# Problem description
Every line in the material below that includes "RequestContext" should be copied.
** Opening Data shown block **
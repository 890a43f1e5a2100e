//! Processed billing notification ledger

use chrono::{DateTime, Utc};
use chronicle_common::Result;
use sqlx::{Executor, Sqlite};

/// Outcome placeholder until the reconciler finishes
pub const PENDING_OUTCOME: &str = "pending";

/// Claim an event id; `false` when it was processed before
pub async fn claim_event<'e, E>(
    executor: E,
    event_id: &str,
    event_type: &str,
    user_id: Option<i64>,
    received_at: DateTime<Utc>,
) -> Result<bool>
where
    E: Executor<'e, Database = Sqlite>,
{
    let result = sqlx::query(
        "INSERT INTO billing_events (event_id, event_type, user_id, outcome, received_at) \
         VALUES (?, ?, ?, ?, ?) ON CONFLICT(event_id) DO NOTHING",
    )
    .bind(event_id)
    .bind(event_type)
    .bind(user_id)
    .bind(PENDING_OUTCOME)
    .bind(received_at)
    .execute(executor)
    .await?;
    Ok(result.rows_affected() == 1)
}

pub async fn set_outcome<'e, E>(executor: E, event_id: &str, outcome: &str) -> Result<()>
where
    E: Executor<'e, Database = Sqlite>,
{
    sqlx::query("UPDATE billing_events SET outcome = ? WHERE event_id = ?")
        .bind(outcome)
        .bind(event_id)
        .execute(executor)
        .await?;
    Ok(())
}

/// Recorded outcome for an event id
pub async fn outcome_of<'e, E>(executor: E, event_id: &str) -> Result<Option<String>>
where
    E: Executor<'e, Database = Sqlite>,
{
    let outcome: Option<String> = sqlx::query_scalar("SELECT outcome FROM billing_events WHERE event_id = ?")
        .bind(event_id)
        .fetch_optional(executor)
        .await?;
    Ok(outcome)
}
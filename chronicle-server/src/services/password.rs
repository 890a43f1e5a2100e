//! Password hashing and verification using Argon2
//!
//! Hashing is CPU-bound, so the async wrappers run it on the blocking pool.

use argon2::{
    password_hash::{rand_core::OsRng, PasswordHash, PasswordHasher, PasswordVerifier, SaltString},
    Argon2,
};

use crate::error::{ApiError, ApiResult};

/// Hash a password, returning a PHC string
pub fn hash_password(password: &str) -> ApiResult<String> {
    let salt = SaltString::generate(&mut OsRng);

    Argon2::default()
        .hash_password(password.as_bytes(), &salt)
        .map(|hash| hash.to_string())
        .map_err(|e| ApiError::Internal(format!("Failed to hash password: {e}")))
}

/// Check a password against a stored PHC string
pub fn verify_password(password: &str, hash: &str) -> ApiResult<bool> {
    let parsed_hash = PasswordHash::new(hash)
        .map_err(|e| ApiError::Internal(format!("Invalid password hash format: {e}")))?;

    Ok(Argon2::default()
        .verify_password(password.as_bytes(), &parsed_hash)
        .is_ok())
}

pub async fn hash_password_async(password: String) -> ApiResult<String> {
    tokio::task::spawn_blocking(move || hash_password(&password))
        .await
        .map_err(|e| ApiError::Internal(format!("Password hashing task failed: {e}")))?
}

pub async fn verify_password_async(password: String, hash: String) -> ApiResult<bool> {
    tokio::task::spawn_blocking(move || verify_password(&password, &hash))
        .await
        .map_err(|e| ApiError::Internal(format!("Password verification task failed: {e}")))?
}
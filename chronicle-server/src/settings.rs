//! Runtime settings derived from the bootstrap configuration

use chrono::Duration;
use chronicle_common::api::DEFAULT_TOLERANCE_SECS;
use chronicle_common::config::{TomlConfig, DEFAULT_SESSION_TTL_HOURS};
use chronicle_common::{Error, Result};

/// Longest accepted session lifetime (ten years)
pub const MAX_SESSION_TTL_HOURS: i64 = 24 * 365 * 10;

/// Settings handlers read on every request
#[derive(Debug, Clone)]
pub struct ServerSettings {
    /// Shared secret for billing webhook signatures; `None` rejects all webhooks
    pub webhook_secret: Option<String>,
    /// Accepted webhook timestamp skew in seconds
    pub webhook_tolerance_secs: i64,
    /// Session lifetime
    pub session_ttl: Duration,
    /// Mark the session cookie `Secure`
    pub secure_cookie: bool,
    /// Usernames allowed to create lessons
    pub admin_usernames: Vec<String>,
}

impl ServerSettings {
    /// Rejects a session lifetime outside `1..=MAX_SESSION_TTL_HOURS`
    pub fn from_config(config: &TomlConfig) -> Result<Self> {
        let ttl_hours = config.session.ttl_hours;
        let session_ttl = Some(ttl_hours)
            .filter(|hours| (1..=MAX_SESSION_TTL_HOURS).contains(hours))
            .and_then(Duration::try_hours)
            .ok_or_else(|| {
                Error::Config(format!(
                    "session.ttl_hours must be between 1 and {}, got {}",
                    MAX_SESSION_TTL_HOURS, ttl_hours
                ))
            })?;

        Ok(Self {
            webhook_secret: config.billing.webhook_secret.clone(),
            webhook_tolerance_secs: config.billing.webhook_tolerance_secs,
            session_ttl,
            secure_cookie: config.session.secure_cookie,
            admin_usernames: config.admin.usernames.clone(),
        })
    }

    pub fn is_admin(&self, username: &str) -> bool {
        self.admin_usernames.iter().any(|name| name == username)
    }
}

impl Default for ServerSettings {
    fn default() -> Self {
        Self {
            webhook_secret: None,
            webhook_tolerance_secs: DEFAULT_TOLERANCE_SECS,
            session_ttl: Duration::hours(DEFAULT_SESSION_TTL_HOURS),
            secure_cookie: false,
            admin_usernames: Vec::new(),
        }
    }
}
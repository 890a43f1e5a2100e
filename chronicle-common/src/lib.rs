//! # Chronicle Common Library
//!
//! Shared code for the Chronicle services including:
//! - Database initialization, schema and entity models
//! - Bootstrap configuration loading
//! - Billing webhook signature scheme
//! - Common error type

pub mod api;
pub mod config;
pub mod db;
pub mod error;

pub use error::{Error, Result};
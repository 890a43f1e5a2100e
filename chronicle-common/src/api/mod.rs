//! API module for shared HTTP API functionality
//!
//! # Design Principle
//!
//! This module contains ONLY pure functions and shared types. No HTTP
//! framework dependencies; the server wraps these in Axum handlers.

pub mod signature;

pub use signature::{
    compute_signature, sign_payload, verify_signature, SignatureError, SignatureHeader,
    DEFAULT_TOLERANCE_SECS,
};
** Closing Data shown block **
** Opening Data shown block **
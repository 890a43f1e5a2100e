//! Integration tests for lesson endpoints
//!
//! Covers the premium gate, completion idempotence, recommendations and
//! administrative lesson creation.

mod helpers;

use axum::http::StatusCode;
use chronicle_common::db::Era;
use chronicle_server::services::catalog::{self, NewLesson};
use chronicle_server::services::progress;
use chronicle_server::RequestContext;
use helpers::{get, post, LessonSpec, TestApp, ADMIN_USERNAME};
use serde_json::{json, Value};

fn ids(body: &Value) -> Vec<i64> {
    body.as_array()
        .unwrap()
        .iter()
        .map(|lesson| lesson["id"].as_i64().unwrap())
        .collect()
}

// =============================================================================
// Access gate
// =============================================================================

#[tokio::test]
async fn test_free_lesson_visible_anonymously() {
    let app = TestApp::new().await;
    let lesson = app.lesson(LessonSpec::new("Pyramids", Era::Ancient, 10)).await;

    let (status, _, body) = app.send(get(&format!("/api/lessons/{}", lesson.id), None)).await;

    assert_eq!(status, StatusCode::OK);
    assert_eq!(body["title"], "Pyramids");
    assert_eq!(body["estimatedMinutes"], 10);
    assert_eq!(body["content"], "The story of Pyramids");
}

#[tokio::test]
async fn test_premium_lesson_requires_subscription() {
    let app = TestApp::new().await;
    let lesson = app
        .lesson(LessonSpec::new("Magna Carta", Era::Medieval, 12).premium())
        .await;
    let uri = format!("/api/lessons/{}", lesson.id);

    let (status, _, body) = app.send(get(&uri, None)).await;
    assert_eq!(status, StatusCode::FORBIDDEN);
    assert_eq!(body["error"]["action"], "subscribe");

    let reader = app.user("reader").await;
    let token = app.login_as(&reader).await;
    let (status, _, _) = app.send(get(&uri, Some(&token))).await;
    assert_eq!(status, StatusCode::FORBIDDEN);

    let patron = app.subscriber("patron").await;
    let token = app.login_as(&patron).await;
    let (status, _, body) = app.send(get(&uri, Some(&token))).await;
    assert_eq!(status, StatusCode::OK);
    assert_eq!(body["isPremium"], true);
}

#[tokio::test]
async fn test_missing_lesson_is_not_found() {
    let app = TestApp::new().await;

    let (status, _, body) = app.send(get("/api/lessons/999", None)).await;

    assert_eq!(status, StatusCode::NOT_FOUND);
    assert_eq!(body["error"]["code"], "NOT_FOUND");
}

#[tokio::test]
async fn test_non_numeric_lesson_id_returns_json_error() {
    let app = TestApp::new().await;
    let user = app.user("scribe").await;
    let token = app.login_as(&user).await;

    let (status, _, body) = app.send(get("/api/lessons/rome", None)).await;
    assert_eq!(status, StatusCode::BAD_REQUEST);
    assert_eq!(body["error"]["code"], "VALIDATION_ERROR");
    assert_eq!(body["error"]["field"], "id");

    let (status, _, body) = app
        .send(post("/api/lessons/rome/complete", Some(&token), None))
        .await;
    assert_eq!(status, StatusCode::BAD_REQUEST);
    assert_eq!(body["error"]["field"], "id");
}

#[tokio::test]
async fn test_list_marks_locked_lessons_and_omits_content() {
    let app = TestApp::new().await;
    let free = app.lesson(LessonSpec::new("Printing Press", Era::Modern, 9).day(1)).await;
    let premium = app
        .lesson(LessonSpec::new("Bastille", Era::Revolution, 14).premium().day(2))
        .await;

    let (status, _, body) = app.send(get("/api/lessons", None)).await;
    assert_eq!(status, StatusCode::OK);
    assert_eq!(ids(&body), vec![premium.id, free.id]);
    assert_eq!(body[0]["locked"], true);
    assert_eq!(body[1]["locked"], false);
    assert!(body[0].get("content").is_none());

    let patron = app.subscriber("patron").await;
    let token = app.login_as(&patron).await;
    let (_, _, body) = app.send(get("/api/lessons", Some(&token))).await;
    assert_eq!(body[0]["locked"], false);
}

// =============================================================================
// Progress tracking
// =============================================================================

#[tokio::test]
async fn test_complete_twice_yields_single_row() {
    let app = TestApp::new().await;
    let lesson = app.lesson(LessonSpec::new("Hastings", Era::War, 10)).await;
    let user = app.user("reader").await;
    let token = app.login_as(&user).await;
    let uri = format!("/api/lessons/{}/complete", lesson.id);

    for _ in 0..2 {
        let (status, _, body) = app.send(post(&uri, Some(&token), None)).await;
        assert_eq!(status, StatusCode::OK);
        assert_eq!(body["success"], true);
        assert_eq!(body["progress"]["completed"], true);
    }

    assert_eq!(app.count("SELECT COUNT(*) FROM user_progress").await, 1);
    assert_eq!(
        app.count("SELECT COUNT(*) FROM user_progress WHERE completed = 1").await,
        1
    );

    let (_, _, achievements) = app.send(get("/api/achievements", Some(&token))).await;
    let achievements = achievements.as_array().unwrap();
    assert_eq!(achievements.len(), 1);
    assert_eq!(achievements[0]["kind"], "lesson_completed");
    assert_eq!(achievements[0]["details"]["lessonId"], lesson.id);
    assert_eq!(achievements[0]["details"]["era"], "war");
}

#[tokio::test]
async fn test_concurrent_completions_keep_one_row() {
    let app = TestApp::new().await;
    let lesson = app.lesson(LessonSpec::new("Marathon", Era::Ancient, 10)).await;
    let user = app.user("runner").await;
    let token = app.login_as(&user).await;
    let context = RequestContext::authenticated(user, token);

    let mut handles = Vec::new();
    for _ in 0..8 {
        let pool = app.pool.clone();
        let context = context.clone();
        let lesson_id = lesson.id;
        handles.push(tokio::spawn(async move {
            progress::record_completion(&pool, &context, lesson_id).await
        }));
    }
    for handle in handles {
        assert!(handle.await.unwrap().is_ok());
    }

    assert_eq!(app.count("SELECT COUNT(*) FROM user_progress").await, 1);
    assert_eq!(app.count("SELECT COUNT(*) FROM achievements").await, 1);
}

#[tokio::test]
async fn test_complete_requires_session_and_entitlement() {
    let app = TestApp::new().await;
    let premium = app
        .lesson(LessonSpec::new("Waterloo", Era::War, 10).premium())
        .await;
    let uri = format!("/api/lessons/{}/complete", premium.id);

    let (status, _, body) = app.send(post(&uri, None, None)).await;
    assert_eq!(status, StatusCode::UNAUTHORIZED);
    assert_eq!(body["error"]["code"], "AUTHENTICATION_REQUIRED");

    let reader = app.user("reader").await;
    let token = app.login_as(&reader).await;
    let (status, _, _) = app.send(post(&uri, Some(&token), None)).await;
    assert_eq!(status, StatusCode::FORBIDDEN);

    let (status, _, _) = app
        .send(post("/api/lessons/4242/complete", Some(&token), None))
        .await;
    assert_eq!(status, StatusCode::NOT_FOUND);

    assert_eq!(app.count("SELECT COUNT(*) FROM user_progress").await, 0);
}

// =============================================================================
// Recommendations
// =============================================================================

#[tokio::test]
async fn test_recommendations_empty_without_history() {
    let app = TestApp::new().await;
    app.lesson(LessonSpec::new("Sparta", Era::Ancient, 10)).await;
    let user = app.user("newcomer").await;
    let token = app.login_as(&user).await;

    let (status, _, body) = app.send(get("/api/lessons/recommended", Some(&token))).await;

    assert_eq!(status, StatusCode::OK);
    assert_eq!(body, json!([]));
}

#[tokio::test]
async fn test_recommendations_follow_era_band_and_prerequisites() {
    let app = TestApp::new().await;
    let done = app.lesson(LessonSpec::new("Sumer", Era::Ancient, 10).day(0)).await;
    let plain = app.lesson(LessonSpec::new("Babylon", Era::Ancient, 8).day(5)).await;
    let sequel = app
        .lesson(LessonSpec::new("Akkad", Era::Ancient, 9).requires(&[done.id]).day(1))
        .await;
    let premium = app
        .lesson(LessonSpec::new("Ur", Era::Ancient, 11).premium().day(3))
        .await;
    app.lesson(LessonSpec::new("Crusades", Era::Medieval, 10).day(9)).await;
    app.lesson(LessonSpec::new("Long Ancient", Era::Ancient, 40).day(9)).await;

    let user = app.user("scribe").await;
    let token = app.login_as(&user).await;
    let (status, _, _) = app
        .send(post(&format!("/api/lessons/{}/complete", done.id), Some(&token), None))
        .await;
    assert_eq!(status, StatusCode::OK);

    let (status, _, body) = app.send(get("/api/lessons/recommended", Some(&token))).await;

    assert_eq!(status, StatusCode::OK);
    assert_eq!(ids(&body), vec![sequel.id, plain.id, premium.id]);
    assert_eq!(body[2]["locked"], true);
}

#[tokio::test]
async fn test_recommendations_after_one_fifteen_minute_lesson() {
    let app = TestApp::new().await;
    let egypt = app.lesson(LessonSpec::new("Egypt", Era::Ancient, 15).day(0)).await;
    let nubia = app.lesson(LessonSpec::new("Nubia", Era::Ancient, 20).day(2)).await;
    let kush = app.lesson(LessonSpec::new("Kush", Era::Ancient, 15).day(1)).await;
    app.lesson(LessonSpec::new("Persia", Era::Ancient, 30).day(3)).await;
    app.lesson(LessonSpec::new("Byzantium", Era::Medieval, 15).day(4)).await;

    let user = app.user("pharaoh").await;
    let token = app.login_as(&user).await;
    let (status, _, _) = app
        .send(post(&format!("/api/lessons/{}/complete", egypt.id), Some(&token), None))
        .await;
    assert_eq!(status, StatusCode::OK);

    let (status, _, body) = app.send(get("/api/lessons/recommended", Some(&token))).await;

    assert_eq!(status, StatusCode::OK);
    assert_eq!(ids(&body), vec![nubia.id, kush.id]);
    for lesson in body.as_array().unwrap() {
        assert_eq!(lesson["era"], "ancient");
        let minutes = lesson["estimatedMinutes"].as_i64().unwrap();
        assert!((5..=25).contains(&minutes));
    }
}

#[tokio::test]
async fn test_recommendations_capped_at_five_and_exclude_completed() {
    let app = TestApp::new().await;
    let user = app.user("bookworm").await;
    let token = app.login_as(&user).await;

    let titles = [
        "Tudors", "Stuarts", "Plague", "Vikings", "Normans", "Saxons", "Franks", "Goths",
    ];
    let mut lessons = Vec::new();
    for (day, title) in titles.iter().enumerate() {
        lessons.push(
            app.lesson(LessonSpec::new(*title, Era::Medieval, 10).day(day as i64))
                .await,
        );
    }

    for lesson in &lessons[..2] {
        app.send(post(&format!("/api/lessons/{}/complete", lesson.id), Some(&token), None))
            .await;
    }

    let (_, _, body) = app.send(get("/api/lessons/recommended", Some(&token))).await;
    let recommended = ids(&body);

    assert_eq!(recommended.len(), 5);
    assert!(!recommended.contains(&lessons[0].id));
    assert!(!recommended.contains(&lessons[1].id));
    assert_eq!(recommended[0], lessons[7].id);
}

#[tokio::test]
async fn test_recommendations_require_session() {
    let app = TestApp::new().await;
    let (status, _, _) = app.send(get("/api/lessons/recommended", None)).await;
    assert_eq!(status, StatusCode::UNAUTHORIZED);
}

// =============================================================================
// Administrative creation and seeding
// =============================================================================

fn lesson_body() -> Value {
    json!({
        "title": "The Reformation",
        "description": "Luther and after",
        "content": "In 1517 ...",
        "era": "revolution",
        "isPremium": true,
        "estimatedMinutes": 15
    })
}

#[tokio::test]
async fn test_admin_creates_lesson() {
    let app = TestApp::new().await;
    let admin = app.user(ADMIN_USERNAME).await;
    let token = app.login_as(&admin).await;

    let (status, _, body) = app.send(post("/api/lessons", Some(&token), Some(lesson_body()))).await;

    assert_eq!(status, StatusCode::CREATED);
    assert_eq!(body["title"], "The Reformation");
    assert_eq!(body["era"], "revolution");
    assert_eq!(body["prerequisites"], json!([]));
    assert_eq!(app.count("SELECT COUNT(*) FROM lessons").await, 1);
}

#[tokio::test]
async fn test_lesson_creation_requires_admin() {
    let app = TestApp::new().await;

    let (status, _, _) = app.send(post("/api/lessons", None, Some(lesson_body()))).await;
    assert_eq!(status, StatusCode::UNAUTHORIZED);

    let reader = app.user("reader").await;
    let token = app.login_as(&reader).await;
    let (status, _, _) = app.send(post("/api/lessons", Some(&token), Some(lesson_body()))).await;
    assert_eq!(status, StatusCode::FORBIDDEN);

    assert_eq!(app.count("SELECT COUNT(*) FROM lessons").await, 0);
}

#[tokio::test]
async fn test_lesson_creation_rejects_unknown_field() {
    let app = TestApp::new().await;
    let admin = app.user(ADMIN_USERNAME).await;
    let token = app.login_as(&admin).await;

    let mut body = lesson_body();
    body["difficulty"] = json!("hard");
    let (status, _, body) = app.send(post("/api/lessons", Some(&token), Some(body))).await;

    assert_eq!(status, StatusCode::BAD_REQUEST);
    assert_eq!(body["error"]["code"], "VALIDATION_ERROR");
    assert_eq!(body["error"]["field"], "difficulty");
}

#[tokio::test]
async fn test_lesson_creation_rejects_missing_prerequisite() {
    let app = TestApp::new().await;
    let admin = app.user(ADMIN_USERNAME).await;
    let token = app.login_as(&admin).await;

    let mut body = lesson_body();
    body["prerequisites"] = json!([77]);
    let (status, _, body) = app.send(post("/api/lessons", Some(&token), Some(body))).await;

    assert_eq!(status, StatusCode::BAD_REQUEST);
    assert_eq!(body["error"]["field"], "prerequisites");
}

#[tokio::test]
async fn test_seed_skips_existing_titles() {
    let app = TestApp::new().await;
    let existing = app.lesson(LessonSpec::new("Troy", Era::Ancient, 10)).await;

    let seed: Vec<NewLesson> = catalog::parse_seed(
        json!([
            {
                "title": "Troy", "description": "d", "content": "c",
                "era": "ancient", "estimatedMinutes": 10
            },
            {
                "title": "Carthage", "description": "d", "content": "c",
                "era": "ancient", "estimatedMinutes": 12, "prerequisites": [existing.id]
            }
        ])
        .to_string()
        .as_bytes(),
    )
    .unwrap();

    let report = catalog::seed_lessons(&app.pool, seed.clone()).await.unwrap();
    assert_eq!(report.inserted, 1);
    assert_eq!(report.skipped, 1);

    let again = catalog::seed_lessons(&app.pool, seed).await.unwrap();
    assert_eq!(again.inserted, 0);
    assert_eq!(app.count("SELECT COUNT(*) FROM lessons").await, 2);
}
** Closing Data shown block **
** Opening Data shown block **
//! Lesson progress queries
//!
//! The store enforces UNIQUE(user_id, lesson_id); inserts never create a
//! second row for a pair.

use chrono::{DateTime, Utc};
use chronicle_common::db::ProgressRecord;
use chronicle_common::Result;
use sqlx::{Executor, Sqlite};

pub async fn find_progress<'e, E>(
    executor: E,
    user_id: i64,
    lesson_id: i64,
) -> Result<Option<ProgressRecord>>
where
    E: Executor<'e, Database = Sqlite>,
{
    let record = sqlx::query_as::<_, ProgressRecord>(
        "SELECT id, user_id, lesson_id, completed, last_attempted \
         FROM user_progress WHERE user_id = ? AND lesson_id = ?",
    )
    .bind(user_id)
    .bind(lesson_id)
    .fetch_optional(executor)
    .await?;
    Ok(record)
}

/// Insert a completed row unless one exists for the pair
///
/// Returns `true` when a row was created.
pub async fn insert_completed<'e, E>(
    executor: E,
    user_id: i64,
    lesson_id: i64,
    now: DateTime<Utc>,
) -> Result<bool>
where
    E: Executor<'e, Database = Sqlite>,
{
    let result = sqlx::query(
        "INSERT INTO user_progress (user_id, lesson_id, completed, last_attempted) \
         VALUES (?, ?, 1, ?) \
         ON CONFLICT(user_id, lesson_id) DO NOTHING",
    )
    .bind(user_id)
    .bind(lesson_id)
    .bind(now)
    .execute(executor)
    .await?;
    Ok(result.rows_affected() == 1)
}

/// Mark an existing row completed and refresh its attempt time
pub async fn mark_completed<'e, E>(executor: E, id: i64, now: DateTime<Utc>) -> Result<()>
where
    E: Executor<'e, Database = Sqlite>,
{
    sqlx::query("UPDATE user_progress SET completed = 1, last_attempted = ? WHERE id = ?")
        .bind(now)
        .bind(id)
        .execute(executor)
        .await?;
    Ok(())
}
** Closing Data shown block **
# Output
use chronicle_server::RequestContext;
    let context = RequestContext::authenticated(user, token);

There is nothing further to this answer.